La Regione Emilia Romagna, dunque, attraverso la centrale d’acquisto Intercent-ER, ci ha esposto una fase molto avanzata di proposte di procedure di acquisto, in particolare su tutta quella parte di ausili standard (2B), che necessitano solo di adattamenti minimali e che anche oggi vengono forniti direttamente dalle AUSL di residenza del disabile. Siamo quindi d’accordo per questa tipologia di ausili, standard, presenti negli elenchi 2B della norma, a utilizzare gare pubbliche di acquisto che daranno modo di ottenere sicuramente importanti risparmi, che possono a loro volta essere impiegati per l’acquisto dei tanti nuovi  ausili/ortesi presentati con questa legge.
Questo, invece, non potrà certamente avvenire con quegli ausili facenti parte degli elenchi 2A, che devono essere fortemente personalizzati e costruiti su misura, essendo quindi in grado di rispondere a una diversità enorme di limitazioni presenti nelle persone con disabilità grave, un aspetto, questo, che è chiaramente emerso nell’incontro dove i funzionari della Regione hanno fatto capire di avere ben chiaro che in primis devono essere salvaguardate le necessità delle persone con disabilità grave, prima che il mandato della normativa.
Indichiamo solo alcuni di questi ausili costruiti su misura rientranti negli elenchi , vale a dire: carrozzine superleggere per adulti o bambini, manuali o elettroniche, sistemi di postura tronco e/o bacino ecc.

Come confermato nell’incontro del 26 settembre, non è ancora stato pubblicato da Intercent-ER  nessun bando di acquisto (gara) ad oggi, né per gli ausili degli elenchi 2A, né per quelli rientranti negli elenchi 2B.

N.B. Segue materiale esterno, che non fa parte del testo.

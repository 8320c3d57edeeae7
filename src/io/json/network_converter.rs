use serde::{Deserialize, Serialize};

use crate::basic::{
    error::PowerFlowError,
    system::network::{Branch, Bus, BusKind, Limit, Network},
};

// Flat records mirroring the JSON exchange format. Bus types are plain tags here
// and only become a `BusKind` through `TryFrom`.

fn default_vm() -> f64 {
    1.0
}

#[derive(Debug, Clone, Copy, PartialEq, Eq, Serialize, Deserialize)]
#[serde(rename_all = "lowercase")]
pub enum BusType {
    Slack,
    Pv,
    Pq,
}

#[derive(Debug, Clone, PartialEq, Serialize, Deserialize)]
#[serde(rename_all = "camelCase")]
pub struct BusRecord {
    pub id: u32,
    #[serde(rename = "type")]
    pub type_: BusType,
    #[serde(default = "default_vm")]
    pub v_mag: f64,
    #[serde(default)]
    pub v_ang: f64,
    #[serde(default)]
    pub p_gen: f64,
    #[serde(default)]
    pub q_gen: f64,
    #[serde(default)]
    pub p_load: f64,
    #[serde(default)]
    pub q_load: f64,
    #[serde(default, skip_serializing_if = "Option::is_none")]
    pub q_min: Option<f64>,
    #[serde(default, skip_serializing_if = "Option::is_none")]
    pub q_max: Option<f64>,
}

#[derive(Debug, Clone, PartialEq, Serialize, Deserialize)]
#[serde(rename_all = "camelCase")]
pub struct BranchRecord {
    pub from: u32,
    pub to: u32,
    pub r: f64,
    pub x: f64,
    #[serde(default)]
    pub b: f64,
    #[serde(default, skip_serializing_if = "Option::is_none")]
    pub tap_ratio: Option<f64>,
}

#[derive(Debug, Clone, PartialEq, Serialize, Deserialize)]
pub struct NetworkRecord {
    #[serde(rename = "baseMVA")]
    pub base_mva: f64,
    pub buses: Vec<BusRecord>,
    #[serde(default)]
    pub branches: Vec<BranchRecord>,
}

impl TryFrom<&BusRecord> for Bus {
    type Error = PowerFlowError;

    fn try_from(rec: &BusRecord) -> Result<Self, Self::Error> {
        let q_lim = match (rec.q_min, rec.q_max) {
            (Some(min), Some(max)) => Some(Limit { min, max }),
            (None, None) => None,
            _ => {
                return Err(PowerFlowError::InvalidNetwork(format!(
                    "bus {} must give both qMin and qMax",
                    rec.id
                )));
            }
        };
        let kind = match (rec.type_, q_lim) {
            (BusType::Pv, q_lim) => BusKind::PV { q_lim },
            (BusType::Slack, None) => BusKind::Slack,
            (BusType::Pq, None) => BusKind::PQ,
            (_, Some(_)) => {
                return Err(PowerFlowError::InvalidNetwork(format!(
                    "bus {}: reactive limits are only allowed on PV buses",
                    rec.id
                )));
            }
        };
        Ok(Bus {
            id: rec.id,
            kind,
            vm_pu: rec.v_mag,
            va_degree: rec.v_ang,
            p_gen_mw: rec.p_gen,
            q_gen_mvar: rec.q_gen,
            p_load_mw: rec.p_load,
            q_load_mvar: rec.q_load,
        })
    }
}

impl From<&Bus> for BusRecord {
    fn from(bus: &Bus) -> Self {
        let type_ = match bus.kind {
            BusKind::Slack => BusType::Slack,
            BusKind::PV { .. } => BusType::Pv,
            BusKind::PQ => BusType::Pq,
        };
        let q_lim = bus.q_limits();
        BusRecord {
            id: bus.id,
            type_,
            v_mag: bus.vm_pu,
            v_ang: bus.va_degree,
            p_gen: bus.p_gen_mw,
            q_gen: bus.q_gen_mvar,
            p_load: bus.p_load_mw,
            q_load: bus.q_load_mvar,
            q_min: q_lim.map(|l| l.min),
            q_max: q_lim.map(|l| l.max),
        }
    }
}

impl From<&BranchRecord> for Branch {
    fn from(rec: &BranchRecord) -> Self {
        Branch {
            from: rec.from,
            to: rec.to,
            r: rec.r,
            x: rec.x,
            b: rec.b,
            tap: rec.tap_ratio,
        }
    }
}

impl From<&Branch> for BranchRecord {
    fn from(br: &Branch) -> Self {
        BranchRecord {
            from: br.from,
            to: br.to,
            r: br.r,
            x: br.x,
            b: br.b,
            tap_ratio: br.tap,
        }
    }
}

impl TryFrom<NetworkRecord> for Network {
    type Error = PowerFlowError;

    fn try_from(rec: NetworkRecord) -> Result<Self, Self::Error> {
        let buses = rec
            .buses
            .iter()
            .map(Bus::try_from)
            .collect::<Result<Vec<_>, _>>()?;
        let branches = rec.branches.iter().map(Branch::from).collect();
        Ok(Network::new(rec.base_mva, buses, branches))
    }
}

impl From<&Network> for NetworkRecord {
    fn from(net: &Network) -> Self {
        NetworkRecord {
            base_mva: net.base_mva,
            buses: net.buses.iter().map(BusRecord::from).collect(),
            branches: net.branches.iter().map(BranchRecord::from).collect(),
        }
    }
}

#[cfg(test)]
mod tests {
    use super::*;

    fn record(type_: BusType, q_min: Option<f64>, q_max: Option<f64>) -> BusRecord {
        BusRecord {
            id: 4,
            type_,
            v_mag: 1.0,
            v_ang: 0.0,
            p_gen: 0.0,
            q_gen: 0.0,
            p_load: 0.0,
            q_load: 0.0,
            q_min,
            q_max,
        }
    }

    #[test]
    fn test_limits_only_on_pv() {
        let bus = Bus::try_from(&record(BusType::Pv, Some(-10.0), Some(20.0))).unwrap();
        assert_eq!(bus.q_limits(), Some(Limit { min: -10.0, max: 20.0 }));

        for type_ in [BusType::Slack, BusType::Pq] {
            assert!(matches!(
                Bus::try_from(&record(type_, Some(-10.0), Some(20.0))),
                Err(PowerFlowError::InvalidNetwork(_))
            ));
        }
    }

    #[test]
    fn test_half_limit_rejected() {
        assert!(matches!(
            Bus::try_from(&record(BusType::Pv, None, Some(20.0))),
            Err(PowerFlowError::InvalidNetwork(_))
        ));
    }

    #[test]
    fn test_defaults() {
        let rec: BusRecord = serde_json::from_str(r#"{"id": 2, "type": "pq"}"#).unwrap();
        let bus = Bus::try_from(&rec).unwrap();
        assert_eq!(bus, Bus::pq(2, 0.0, 0.0));
    }
}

È previsto inoltre un ulteriore incontro convocato per il 7 ottobre prossimo dall’assessore regionale alla Sanità Sergio Venturi, incontro al quale chiediamo partecipi il mondo dell’associazionismo delle persone con disabilità, perché in tale occasione verranno chiariti anche questi ultimi dubbi.

Due parole vanno spese nei confronti di quelle Federazioni Regionali quali la FAND e la FISH, invitate come noi all’incontro, che però hanno declinato l’invito a un confronto molto utile per chiarirsi le idee.
Dispiace che il comunicato stampa da esse diffuso nei giorni scorsi [i cui contenuti sono stati ripresi anche da «Superando.it» a questo link, N.d.R.] sparasse a zero sulla Regione, sul Presidente della stessa e sui funzionari coinvolti in questo difficile lavoro, anche con affermazioni chiaramente false.
Non ci piace vedere atteggiamenti di questo tipo da parte di Associazioni/Federazioni di volontariato. Noi crediamo nel confronto in particolare con le Istituzioni, senza dare mai l’idea che dietro a particolari prese di posizione si corra per interessi diversi, che non siano esclusivamente quelli a favore delle persone con disabilità. Nel caso saremo i primi a scendere in piazza, se su questi temi la Regione adotterà linee esclusivamente di risparmio economico, ma fino a oggi non è mai successo e gli aiuti che le persone con disabilità hanno in Emilia Romagna non hanno eguali in nessun’altra Regione italiana.